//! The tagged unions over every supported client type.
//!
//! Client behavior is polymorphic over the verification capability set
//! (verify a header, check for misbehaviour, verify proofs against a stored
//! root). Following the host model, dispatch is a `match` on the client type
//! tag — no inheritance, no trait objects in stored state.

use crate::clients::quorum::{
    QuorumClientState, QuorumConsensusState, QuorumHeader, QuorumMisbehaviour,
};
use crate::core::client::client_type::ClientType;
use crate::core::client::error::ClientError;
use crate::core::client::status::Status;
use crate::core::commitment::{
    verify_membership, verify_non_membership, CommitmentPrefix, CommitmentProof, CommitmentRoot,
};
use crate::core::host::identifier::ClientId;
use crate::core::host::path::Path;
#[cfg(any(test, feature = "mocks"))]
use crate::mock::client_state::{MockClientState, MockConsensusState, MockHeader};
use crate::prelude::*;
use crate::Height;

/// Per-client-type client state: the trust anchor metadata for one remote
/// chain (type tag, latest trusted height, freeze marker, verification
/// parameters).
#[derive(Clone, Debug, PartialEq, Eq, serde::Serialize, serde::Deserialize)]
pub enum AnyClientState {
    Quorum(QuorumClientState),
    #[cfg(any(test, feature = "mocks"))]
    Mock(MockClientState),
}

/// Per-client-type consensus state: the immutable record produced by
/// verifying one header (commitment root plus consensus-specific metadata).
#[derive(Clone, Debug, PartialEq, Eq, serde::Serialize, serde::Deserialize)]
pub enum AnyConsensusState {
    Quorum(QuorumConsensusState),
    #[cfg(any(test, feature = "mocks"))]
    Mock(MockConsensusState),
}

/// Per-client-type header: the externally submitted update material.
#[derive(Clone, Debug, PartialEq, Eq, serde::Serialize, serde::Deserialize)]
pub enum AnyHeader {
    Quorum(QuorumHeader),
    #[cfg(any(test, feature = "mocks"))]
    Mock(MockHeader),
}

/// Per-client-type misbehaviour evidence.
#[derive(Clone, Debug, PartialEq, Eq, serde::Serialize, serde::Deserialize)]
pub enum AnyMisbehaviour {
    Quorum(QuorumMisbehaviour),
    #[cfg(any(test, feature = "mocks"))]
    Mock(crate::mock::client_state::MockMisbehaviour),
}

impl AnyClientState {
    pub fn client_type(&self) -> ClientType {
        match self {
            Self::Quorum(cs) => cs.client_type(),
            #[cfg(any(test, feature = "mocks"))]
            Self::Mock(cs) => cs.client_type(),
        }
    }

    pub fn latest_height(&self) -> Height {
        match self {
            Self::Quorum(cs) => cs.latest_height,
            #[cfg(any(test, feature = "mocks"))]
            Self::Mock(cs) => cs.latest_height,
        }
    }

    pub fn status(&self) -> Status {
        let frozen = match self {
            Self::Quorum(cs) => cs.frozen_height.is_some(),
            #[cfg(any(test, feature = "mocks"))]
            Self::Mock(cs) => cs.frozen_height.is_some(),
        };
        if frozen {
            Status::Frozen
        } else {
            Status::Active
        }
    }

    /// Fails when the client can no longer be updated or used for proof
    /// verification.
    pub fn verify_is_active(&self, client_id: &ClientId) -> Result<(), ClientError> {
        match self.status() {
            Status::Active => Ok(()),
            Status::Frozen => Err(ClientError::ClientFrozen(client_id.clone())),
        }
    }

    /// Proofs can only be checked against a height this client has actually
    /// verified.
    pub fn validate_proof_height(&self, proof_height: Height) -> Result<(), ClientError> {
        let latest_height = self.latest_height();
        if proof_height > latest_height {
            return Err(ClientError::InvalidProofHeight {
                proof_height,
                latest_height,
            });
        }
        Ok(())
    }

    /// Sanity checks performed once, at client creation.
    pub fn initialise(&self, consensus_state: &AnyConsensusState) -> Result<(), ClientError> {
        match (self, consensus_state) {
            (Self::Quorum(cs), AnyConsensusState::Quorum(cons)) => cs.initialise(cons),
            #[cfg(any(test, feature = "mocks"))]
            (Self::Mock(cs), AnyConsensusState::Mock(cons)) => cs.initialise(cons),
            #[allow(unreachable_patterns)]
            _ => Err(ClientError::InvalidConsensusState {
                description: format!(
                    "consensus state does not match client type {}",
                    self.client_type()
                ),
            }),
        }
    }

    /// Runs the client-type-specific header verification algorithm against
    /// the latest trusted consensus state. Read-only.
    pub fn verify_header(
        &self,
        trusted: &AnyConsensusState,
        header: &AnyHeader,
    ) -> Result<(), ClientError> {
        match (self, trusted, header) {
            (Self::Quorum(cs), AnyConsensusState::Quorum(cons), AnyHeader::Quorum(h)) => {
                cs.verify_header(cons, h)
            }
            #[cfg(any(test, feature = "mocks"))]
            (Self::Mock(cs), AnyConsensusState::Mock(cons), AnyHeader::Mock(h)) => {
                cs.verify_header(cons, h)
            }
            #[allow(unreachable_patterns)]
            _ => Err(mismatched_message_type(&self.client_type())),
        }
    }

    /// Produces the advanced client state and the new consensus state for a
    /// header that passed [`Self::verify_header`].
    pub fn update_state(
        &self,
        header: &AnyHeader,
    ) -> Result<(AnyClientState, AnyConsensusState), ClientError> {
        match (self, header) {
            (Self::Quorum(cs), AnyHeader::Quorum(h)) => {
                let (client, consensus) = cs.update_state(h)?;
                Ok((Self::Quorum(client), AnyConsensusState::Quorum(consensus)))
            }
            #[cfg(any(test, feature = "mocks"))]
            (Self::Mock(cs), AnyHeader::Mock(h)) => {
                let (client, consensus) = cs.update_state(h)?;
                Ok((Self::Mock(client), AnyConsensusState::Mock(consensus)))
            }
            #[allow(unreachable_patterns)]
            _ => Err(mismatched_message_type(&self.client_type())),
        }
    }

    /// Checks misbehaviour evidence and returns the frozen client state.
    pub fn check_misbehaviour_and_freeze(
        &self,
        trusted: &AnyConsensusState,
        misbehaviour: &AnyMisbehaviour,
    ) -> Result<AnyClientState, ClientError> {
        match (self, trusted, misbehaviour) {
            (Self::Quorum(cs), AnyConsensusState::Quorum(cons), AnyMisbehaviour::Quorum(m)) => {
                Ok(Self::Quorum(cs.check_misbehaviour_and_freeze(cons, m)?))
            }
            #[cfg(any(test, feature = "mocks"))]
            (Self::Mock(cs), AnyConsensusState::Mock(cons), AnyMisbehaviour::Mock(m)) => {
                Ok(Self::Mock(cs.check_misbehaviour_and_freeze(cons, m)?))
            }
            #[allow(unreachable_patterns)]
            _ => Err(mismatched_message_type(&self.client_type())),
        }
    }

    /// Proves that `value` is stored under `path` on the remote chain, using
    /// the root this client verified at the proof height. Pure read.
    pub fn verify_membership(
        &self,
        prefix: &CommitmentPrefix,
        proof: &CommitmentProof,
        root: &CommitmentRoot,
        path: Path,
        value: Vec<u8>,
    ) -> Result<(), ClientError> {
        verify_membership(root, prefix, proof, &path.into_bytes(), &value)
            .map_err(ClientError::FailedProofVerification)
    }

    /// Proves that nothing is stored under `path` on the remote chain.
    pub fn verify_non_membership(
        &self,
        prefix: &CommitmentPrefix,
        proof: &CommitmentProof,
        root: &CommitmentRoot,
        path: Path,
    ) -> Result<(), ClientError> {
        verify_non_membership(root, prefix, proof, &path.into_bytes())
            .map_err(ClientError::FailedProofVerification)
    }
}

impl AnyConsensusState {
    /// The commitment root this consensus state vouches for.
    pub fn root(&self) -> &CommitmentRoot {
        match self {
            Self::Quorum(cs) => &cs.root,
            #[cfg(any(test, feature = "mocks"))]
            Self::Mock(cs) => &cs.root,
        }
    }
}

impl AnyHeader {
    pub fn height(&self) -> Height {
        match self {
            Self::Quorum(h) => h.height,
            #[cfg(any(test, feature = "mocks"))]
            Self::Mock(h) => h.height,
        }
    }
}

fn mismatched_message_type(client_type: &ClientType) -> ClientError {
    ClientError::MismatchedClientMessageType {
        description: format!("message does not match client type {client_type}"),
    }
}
———
Prompt:
Go through the data above and copy each line that holds the word "trusted".

Solution for this problem:
/// chain (type tag, latest trusted height, freeze marker, verification
    /// the latest trusted consensus state. Read-only.
        trusted: &AnyConsensusState,
        match (self, trusted, header) {
        trusted: &AnyConsensusState,
        match (self, trusted, misbehaviour) {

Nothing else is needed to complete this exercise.